[Start of section]

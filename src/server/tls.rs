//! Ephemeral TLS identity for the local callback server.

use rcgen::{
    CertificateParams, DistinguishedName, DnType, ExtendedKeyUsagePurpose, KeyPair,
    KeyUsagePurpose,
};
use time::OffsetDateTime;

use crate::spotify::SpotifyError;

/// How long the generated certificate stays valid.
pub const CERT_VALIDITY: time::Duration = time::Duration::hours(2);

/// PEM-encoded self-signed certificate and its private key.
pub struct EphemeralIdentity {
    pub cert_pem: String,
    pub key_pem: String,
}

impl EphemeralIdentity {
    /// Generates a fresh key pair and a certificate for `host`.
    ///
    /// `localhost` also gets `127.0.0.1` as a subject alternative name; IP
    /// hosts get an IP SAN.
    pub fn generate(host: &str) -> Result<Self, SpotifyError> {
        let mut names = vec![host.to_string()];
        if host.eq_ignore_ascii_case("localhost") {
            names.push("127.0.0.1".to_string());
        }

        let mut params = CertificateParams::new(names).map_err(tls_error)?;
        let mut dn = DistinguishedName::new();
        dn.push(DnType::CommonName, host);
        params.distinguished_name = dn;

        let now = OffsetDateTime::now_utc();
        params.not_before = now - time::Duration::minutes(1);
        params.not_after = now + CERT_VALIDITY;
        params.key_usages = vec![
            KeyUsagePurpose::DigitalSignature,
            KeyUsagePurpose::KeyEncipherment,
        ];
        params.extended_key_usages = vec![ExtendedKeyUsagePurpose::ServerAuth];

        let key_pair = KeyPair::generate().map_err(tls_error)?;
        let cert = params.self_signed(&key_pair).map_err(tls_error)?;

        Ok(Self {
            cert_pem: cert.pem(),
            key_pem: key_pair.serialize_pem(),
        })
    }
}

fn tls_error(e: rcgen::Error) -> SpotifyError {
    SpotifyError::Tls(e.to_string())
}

[End of section]
[Start of section]

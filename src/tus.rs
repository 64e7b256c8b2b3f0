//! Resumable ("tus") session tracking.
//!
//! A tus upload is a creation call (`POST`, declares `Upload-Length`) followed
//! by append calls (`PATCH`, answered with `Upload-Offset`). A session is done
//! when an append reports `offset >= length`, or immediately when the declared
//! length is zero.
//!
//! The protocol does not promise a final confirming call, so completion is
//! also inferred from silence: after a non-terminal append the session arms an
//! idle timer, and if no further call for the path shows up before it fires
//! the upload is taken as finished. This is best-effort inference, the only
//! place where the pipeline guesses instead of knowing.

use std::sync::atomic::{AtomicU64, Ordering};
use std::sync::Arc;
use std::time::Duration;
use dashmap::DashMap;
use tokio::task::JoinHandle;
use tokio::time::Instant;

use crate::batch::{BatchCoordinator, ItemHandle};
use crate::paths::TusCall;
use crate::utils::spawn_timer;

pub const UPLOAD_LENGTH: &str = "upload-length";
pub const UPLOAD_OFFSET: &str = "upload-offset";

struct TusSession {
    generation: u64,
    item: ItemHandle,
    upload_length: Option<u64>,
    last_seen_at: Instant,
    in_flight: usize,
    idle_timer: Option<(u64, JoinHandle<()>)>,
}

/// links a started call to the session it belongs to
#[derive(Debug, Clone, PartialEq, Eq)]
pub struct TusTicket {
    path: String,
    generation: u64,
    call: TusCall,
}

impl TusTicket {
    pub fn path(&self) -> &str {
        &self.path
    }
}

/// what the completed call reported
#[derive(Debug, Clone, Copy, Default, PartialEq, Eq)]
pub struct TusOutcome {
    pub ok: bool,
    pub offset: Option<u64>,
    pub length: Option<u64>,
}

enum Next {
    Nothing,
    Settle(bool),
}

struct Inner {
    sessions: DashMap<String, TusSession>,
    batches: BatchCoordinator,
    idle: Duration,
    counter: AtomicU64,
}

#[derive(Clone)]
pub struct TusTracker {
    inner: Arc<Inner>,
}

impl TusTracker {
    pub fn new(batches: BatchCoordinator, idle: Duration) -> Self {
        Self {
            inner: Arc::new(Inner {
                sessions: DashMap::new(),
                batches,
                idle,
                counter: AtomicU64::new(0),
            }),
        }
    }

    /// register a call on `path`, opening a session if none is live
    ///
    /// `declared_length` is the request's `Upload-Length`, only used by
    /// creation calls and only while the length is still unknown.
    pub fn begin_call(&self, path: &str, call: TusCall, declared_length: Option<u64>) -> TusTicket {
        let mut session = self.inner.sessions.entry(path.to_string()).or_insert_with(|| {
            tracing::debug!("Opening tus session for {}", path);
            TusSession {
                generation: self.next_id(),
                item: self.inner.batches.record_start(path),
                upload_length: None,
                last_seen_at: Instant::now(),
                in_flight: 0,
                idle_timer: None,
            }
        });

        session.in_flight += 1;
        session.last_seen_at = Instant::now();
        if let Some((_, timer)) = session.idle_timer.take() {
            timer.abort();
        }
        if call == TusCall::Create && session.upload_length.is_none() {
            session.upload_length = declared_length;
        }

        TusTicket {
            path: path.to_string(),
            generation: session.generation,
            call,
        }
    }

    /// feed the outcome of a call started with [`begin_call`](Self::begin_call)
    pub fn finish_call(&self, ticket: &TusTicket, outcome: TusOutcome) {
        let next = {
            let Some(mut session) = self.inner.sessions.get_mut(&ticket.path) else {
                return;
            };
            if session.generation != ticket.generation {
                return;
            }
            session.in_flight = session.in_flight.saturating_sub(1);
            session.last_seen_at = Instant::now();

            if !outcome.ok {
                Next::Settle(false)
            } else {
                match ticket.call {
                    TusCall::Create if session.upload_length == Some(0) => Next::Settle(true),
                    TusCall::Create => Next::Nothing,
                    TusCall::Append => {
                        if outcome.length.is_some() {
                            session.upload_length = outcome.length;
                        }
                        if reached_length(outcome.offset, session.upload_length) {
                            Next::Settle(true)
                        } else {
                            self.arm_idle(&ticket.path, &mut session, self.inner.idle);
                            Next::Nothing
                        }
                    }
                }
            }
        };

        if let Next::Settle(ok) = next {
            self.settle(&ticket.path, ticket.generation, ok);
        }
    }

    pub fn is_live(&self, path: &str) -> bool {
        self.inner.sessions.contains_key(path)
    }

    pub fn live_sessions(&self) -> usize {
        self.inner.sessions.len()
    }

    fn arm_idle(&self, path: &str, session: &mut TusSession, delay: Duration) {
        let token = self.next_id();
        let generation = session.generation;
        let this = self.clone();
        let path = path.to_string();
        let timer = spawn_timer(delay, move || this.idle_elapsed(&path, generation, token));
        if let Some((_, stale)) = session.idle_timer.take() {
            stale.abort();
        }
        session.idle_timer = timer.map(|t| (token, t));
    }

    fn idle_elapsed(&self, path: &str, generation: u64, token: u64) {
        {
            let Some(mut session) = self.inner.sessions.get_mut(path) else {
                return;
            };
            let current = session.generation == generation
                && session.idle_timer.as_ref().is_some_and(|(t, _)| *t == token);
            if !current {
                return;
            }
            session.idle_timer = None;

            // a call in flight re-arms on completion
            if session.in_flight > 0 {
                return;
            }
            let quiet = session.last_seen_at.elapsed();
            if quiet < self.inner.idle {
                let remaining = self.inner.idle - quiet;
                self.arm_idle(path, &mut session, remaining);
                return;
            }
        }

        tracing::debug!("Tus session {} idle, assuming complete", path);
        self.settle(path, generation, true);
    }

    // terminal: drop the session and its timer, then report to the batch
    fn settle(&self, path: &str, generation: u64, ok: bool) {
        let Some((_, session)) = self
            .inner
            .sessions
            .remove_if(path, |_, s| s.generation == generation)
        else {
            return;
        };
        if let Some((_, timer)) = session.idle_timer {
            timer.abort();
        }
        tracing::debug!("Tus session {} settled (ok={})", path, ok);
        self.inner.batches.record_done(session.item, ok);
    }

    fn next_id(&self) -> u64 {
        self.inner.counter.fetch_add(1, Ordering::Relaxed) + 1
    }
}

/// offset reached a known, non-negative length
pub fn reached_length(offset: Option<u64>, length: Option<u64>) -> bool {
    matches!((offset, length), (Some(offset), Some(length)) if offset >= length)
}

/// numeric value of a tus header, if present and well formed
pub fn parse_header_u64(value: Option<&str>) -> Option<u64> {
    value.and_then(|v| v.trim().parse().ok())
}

[End of section]

Which lines above contain the word "TusOutcome"? Copy all of them.

Solved problem:
pub struct TusOutcome {
    pub fn finish_call(&self, ticket: &TusTicket, outcome: TusOutcome) {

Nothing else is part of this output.